● Assignment
Read the lines below and count those that have the word "failures". Respond with the number only.

►

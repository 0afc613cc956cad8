//! End-to-end tests driving the store through a local repository.

use gantry_core::{App, Environment, Formation, Process};
use gantry_git2::LocalRepo;
use gantry_store::{
    CommitInfo, DirEntry, GitApi, GitApiError, GitApiResult, Storage, StoreError, TreeEntry,
};
use git2::{Repository as Git2Repository, Signature};
use tempfile::TempDir;

const REF: &str = "heads/main";
const BASE: &str = "apps";

fn create_test_repo() -> (TempDir, LocalRepo) {
    let temp_dir = TempDir::new().unwrap();
    let git2_repo = Git2Repository::init(temp_dir.path()).unwrap();

    let mut config = git2_repo.config().unwrap();
    config.set_str("user.name", "Test User").unwrap();
    config.set_str("user.email", "test@example.com").unwrap();

    let sig = Signature::now("Test User", "test@example.com").unwrap();
    let tree_id = {
        let mut index = git2_repo.index().unwrap();
        index.write_tree().unwrap()
    };
    {
        let tree = git2_repo.find_tree(tree_id).unwrap();
        git2_repo
            .commit(Some("refs/heads/main"), &sig, &sig, "initial", &tree, &[])
            .unwrap();
    }

    let repo = LocalRepo::open(temp_dir.path()).unwrap();
    (temp_dir, repo)
}

fn storage(repo: LocalRepo) -> Storage<LocalRepo> {
    Storage::new(repo, BASE, REF).unwrap()
}

fn web_app() -> App {
    let mut app = App::new("web");
    let mut env = Environment::new();
    env.insert("FOO".to_string(), "bar".to_string());
    app.environment = Some(env);
    app
}

#[test]
fn test_first_release_writes_exactly_two_files() {
    let (_temp_dir, repo) = create_test_repo();
    let storage = storage(repo);

    let release = storage.releases_create(&web_app(), "initial release").unwrap();
    assert_eq!(release.app.version, 1);
    assert_eq!(release.description, "initial release");

    // Inspect the repository through a second handle.
    let repo = LocalRepo::open(_temp_dir.path()).unwrap();
    assert_eq!(repo.read_file(REF, "apps/web/VERSION").unwrap(), b"v1");
    assert_eq!(repo.read_file(REF, "apps/web/app.env").unwrap(), b"FOO=bar\n");
    assert!(matches!(
        repo.read_file(REF, "apps/web/image.txt"),
        Err(GitApiError::PathNotFound(_))
    ));
    assert!(matches!(
        repo.read_file(REF, "apps/web/services.json"),
        Err(GitApiError::PathNotFound(_))
    ));
}

#[test]
fn test_round_trip_full_app() {
    let (_temp_dir, repo) = create_test_repo();
    let storage = storage(repo);

    let mut app = web_app();
    app.image = Some("quay.io/acme/web:v1".parse().unwrap());
    let mut formation = Formation::new();
    formation.insert(
        "web".to_string(),
        Process {
            command: Some("./bin/web".to_string()),
            quantity: 2,
            memory: 1024,
            cpu_share: 512,
        },
    );
    app.formation = Some(formation);

    let release = storage.releases_create(&app, "deploy").unwrap();

    let found = storage.apps_find("web").unwrap();
    assert_eq!(found, release.app);
    assert_eq!(found.version, 1);
    assert_eq!(found.environment, app.environment);
    assert_eq!(found.image, app.image);
    assert_eq!(found.formation, app.formation);
}

#[test]
fn test_version_monotonicity() {
    let (_temp_dir, repo) = create_test_repo();
    let storage = storage(repo);

    let mut app = web_app();
    for n in 1..=5 {
        let release = storage
            .releases_create(&app, &format!("release {n}"))
            .unwrap();
        assert_eq!(release.app.version, n);
        app = release.app;
    }

    assert_eq!(storage.apps_find("web").unwrap().version, 5);
}

#[test]
fn test_release_history_newest_first() {
    let (_temp_dir, repo) = create_test_repo();
    let storage = storage(repo);

    let mut app = web_app();
    for n in 1..=3 {
        app = storage
            .releases_create(&app, &format!("release {n}"))
            .unwrap()
            .app;
    }

    let releases = storage.releases("web").unwrap();
    assert_eq!(releases.len(), 3);
    assert_eq!(releases[0].description, "release 3");
    assert_eq!(releases[0].app.version, 3);
    assert_eq!(releases[1].app.version, 2);
    assert_eq!(releases[2].description, "release 1");
    assert_eq!(releases[2].app.version, 1);
}

#[test]
fn test_history_reconstructs_past_state() {
    let (_temp_dir, repo) = create_test_repo();
    let storage = storage(repo);

    let mut app = web_app();
    app = storage.releases_create(&app, "v1").unwrap().app;

    // Change the environment for the second release.
    let mut env = Environment::new();
    env.insert("FOO".to_string(), "changed".to_string());
    app.environment = Some(env);
    storage.releases_create(&app, "v2").unwrap();

    let releases = storage.releases("web").unwrap();
    assert_eq!(
        releases[0].app.environment.as_ref().unwrap()["FOO"],
        "changed"
    );
    assert_eq!(releases[1].app.environment.as_ref().unwrap()["FOO"], "bar");
}

#[test]
fn test_apps_listing_and_filter() {
    let (_temp_dir, repo) = create_test_repo();
    let storage = storage(repo);

    storage.releases_create(&App::new("api"), "api v1").unwrap();
    storage.releases_create(&App::new("web"), "web v1").unwrap();

    let all = storage.apps(None).unwrap();
    let names: Vec<_> = all.iter().map(|a| a.name.as_str()).collect();
    assert_eq!(names, vec!["api", "web"]);
    // Listing populates names only.
    assert!(all.iter().all(|a| a.version == 0));

    let filtered = storage.apps(Some("web")).unwrap();
    assert_eq!(filtered.len(), 1);
    assert_eq!(filtered[0].name, "web");

    assert!(storage.apps(Some("nope")).unwrap().is_empty());
}

#[test]
fn test_apps_find_not_found() {
    let (_temp_dir, repo) = create_test_repo();
    let storage = storage(repo);
    storage.releases_create(&App::new("web"), "web v1").unwrap();

    match storage.apps_find("missing") {
        Err(StoreError::NotFound(name)) => assert_eq!(name, "missing"),
        other => panic!("expected not-found, got {other:?}"),
    }
}

#[test]
fn test_apps_empty_base_dir() {
    let (_temp_dir, repo) = create_test_repo();
    let storage = storage(repo);

    // Nothing released yet: the base directory does not exist.
    let result = storage.apps(None);
    assert!(matches!(result, Err(StoreError::Api(GitApiError::PathNotFound(_)))));
}

#[test]
fn test_hostile_app_name_stays_under_base() {
    let (_temp_dir, repo) = create_test_repo();
    let storage = storage(repo);

    storage
        .releases_create(&App::new("../escape"), "traversal attempt")
        .unwrap();

    let repo = LocalRepo::open(_temp_dir.path()).unwrap();
    // The name was escaped into a single component under the base.
    assert_eq!(
        repo.read_file(REF, "apps/..%2Fescape/VERSION").unwrap(),
        b"v1"
    );
    assert!(matches!(
        repo.read_file(REF, "escape/VERSION"),
        Err(GitApiError::PathNotFound(_))
    ));
}

#[test]
fn test_malformed_services_json_fails_decode() {
    let (_temp_dir, repo) = create_test_repo();

    // Hand-commit a release with broken JSON through the raw API.
    let tip = repo.resolve_ref(REF).unwrap();
    let base = repo.commit(&tip).unwrap();
    let entries = vec![
        TreeEntry::blob("apps/web/VERSION".to_string(), "v1".to_string()),
        TreeEntry::blob("apps/web/services.json".to_string(), "{broken".to_string()),
    ];
    let tree = repo.create_tree(&base.tree, &entries).unwrap();
    let commit = repo.create_commit("bad json", &tree, &[tip]).unwrap();
    repo.merge(REF, &commit).unwrap();

    let storage = storage(repo);
    match storage.apps_find("web") {
        Err(StoreError::Decode { path, .. }) => assert_eq!(path, "web/services.json"),
        other => panic!("expected decode error, got {other:?}"),
    }
}

/// Delegating backend whose merge step fails a fixed number of times.
struct FlakyMerge {
    inner: LocalRepo,
    failures: std::cell::Cell<u32>,
}

impl GitApi for FlakyMerge {
    fn resolve_ref(&self, reference: &str) -> GitApiResult<String> {
        self.inner.resolve_ref(reference)
    }
    fn commit(&self, sha: &str) -> GitApiResult<CommitInfo> {
        self.inner.commit(sha)
    }
    fn create_tree(&self, base_tree: &str, entries: &[TreeEntry]) -> GitApiResult<String> {
        self.inner.create_tree(base_tree, entries)
    }
    fn create_commit(&self, message: &str, tree: &str, parents: &[String]) -> GitApiResult<String> {
        self.inner.create_commit(message, tree, parents)
    }
    fn merge(&self, base_ref: &str, head_sha: &str) -> GitApiResult<()> {
        let remaining = self.failures.get();
        if remaining > 0 {
            self.failures.set(remaining - 1);
            return Err(GitApiError::Remote {
                op: "merge",
                message: "simulated outage".to_string(),
            });
        }
        self.inner.merge(base_ref, head_sha)
    }
    fn commits_touching(&self, reference: &str, path: &str) -> GitApiResult<Vec<CommitInfo>> {
        self.inner.commits_touching(reference, path)
    }
    fn read_file(&self, reference: &str, path: &str) -> GitApiResult<Vec<u8>> {
        self.inner.read_file(reference, path)
    }
    fn read_dir(&self, reference: &str, path: &str) -> GitApiResult<Vec<DirEntry>> {
        self.inner.read_dir(reference, path)
    }
}

#[test]
fn test_failed_merge_is_retryable_without_double_increment() {
    let (_temp_dir, repo) = create_test_repo();
    let flaky = FlakyMerge {
        inner: repo,
        failures: std::cell::Cell::new(1),
    };
    let storage = Storage::new(flaky, BASE, REF).unwrap();

    let app = web_app();
    let result = storage.releases_create(&app, "initial release");
    assert!(matches!(result, Err(StoreError::Merge { .. })));
    // The caller's state is untouched by the failed attempt.
    assert_eq!(app.version, 0);

    // Retrying from scratch succeeds; the orphaned commit from the
    // failed attempt is harmless.
    let release = storage.releases_create(&app, "initial release").unwrap();
    assert_eq!(release.app.version, 1);

    let history = storage.releases("web").unwrap();
    assert_eq!(history.len(), 1);
    assert_eq!(history[0].app.version, 1);
}

#[test]
fn test_history_pins_each_decode_to_its_commit() {
    let (_temp_dir, repo) = create_test_repo();
    let storage = storage(repo);

    let mut app = App::new("web");
    app.image = Some("acme/web:v1".parse().unwrap());
    app = storage.releases_create(&app, "v1").unwrap().app;
    app.image = Some("acme/web:v2".parse().unwrap());
    storage.releases_create(&app, "v2").unwrap();

    let releases = storage.releases("web").unwrap();
    assert_eq!(releases[0].app.image.as_ref().unwrap().to_string(), "acme/web:v2");
    assert_eq!(releases[1].app.image.as_ref().unwrap().to_string(), "acme/web:v1");
}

◄

● Your response
4